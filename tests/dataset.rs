mod common;

use connect4_nnue::{
    NnueErr,
    data::{RecordErr, sqlite},
};
use rusqlite::types::Value;
use tempfile::tempdir;

use common::{canonical_db, create_db, small_set};

fn int(v: i64) -> Value {
    Value::Integer(v)
}

fn text(s: &str) -> Value {
    Value::Text(s.to_string())
}

#[test]
fn canonical_databases_load_as_written() {
    let dir = tempdir().unwrap();
    let path = dir.path().join("canonical.sqlite3");
    let set = small_set();
    canonical_db(&path, &set);

    assert_eq!(sqlite::load(&path).unwrap(), set);
}

#[test]
fn raw_engine_boards_are_made_absolute() {
    let dir = tempdir().unwrap();
    let path = dir.path().join("raw.sqlite3");

    // moves, player (to move), opponent, eval
    create_db(
        &path,
        "history TEXT, moves INTEGER, player INTEGER, opponent INTEGER, eval INTEGER",
        &[
            vec![text("4"), int(2), int(0b01), int(0b10), int(1)],
            vec![text("45"), int(3), int(0b100), int(0b011), int(-1)],
        ],
    );

    let set = sqlite::load(&path).unwrap();

    assert_eq!(set.side_to_move(), &[0, 1]);
    assert_eq!(set.move_count(), &[2, 3]);
    assert_eq!(set.player0(), &[0b01, 0b011]);
    assert_eq!(set.player1(), &[0b10, 0b100]);
    assert_eq!(set.labels(), &[1, -1]);
}

#[test]
fn formatted_databases_count_occupied_cells() {
    let dir = tempdir().unwrap();
    let path = dir.path().join("formatted.sqlite3");

    create_db(
        &path,
        "history TEXT, p2mv INTEGER, p0 INTEGER, p1 INTEGER, eval INTEGER",
        &[vec![text("123"), int(1), int(0b101), int(0b010), int(0)]],
    );

    let set = sqlite::load(&path).unwrap();

    assert_eq!(set.move_count(), &[3]);
    assert_eq!(set.side_to_move(), &[1]);
}

#[test]
fn merged_databases_keep_their_counters() {
    let dir = tempdir().unwrap();
    let path = dir.path().join("merged.sqlite3");

    create_db(
        &path,
        "history TEXT, p2mv INTEGER, moves INTEGER, p0 INTEGER, p1 INTEGER, eval INTEGER",
        &[vec![Value::Null, int(0), int(4), int(0b0011), int(0b1100), int(1)]],
    );

    let set = sqlite::load(&path).unwrap();
    let record = set.get(0).unwrap();

    assert_eq!(record.history, None);
    assert_eq!(record.move_count, 4);
    assert_eq!(record.player0_mask, 0b0011);
    assert_eq!(record.player1_mask, 0b1100);
}

#[test]
fn missing_databases_are_reported() {
    let dir = tempdir().unwrap();
    let path = dir.path().join("nope.sqlite3");

    assert!(matches!(sqlite::load(&path), Err(NnueErr::MissingDatabase(p)) if p == path));
}

#[test]
fn unknown_layouts_fail_at_load() {
    let dir = tempdir().unwrap();
    let path = dir.path().join("unknown.sqlite3");
    create_db(&path, "a INTEGER, b INTEGER", &[vec![int(1), int(2)]]);

    assert!(matches!(sqlite::load(&path), Err(NnueErr::UnknownSchema { .. })));
}

#[test]
fn extra_columns_fail_at_load() {
    let dir = tempdir().unwrap();
    let path = dir.path().join("extra.sqlite3");

    create_db(
        &path,
        "history TEXT, side_to_move INTEGER, move_count INTEGER, player0_mask INTEGER, \
         player1_mask INTEGER, label INTEGER, junk TEXT",
        &[vec![text("3"), int(1), int(1), int(1), int(0), int(0), text("x")]],
    );

    let Err(NnueErr::UnknownSchema { columns, .. }) = sqlite::load(&path) else {
        panic!("a table with an extra column must not load");
    };
    assert!(columns.iter().any(|c| c == "junk"));
}

#[test]
fn wrong_column_types_fail_at_load() {
    let dir = tempdir().unwrap();
    let path = dir.path().join("types.sqlite3");

    create_db(
        &path,
        "history TEXT, p2mv INTEGER, p0 INTEGER, p1 INTEGER, eval INTEGER",
        &[vec![text("1"), int(1), text("not a mask"), int(0), int(0)]],
    );

    assert!(matches!(sqlite::load(&path), Err(NnueErr::Sqlite(_))));
}

#[test]
fn invalid_records_name_their_row() {
    let dir = tempdir().unwrap();
    let path = dir.path().join("overlap.sqlite3");

    create_db(
        &path,
        "history TEXT, p2mv INTEGER, moves INTEGER, p0 INTEGER, p1 INTEGER, eval INTEGER",
        &[
            vec![text("1"), int(1), int(1), int(1), int(0), int(0)],
            vec![text("12"), int(0), int(2), int(1), int(1), int(0)],
        ],
    );

    match sqlite::load(&path) {
        Err(NnueErr::InvalidRecord { row, reason }) => {
            assert_eq!(row, 1);
            assert_eq!(reason, RecordErr::Overlap { cells: 1 });
        }
        other => panic!("expected an invalid record, got {other:?}"),
    }
}

#[test]
fn empty_databases_are_rejected() {
    let dir = tempdir().unwrap();
    let path = dir.path().join("empty.sqlite3");
    create_db(
        &path,
        "history TEXT, p2mv INTEGER, p0 INTEGER, p1 INTEGER, eval INTEGER",
        &[],
    );

    assert!(matches!(sqlite::load(&path), Err(NnueErr::EmptyDataset(_))));
}

#[test]
fn merge_canonicalizes_every_input() {
    let dir = tempdir().unwrap();
    let raw = dir.path().join("raw.sqlite3");
    let canonical = dir.path().join("canonical.sqlite3");
    let output = dir.path().join("output.sqlite3");

    create_db(
        &raw,
        "history TEXT, moves INTEGER, player INTEGER, opponent INTEGER, eval INTEGER",
        &[vec![text("4"), int(1), int(0b01), int(0b10), int(1)]],
    );
    canonical_db(&canonical, &small_set());

    let written = connect4_nnue::merge(&output, &[&raw, &canonical]).unwrap();
    assert_eq!(written, 1 + small_set().len());

    let merged = sqlite::load(&output).unwrap();
    assert_eq!(merged.len(), written);

    let first = merged.get(0).unwrap();
    assert_eq!((first.player0_mask, first.player1_mask), (0b10, 0b01));
    assert_eq!(merged.get(1), small_set().get(0));
}
use super::Relu;

#[derive(Clone, Copy, Debug)]
pub enum ActFn {
    Relu(Relu),
}

impl ActFn {
    pub fn relu() -> Self {
        Self::Relu(Relu::new())
    }

    pub fn f(&self, x: f32) -> f32 {
        match self {
            Self::Relu(a) => a.f(x),
        }
    }

    pub fn df(&self, x: f32) -> f32 {
        match self {
            Self::Relu(a) => a.df(x),
        }
    }
}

::::::::

» WHAT TO PRODUCE: In which lines of the records does the word "NnueErr" appear? Copy each of them.

» EXPECTED OUTPUT:
    NnueErr,
    assert!(matches!(sqlite::load(&path), Err(NnueErr::MissingDatabase(p)) if p == path));
    assert!(matches!(sqlite::load(&path), Err(NnueErr::UnknownSchema { .. })));
    let Err(NnueErr::UnknownSchema { columns, .. }) = sqlite::load(&path) else {
    assert!(matches!(sqlite::load(&path), Err(NnueErr::Sqlite(_))));
        Err(NnueErr::InvalidRecord { row, reason }) => {
    assert!(matches!(sqlite::load(&path), Err(NnueErr::EmptyDataset(_))));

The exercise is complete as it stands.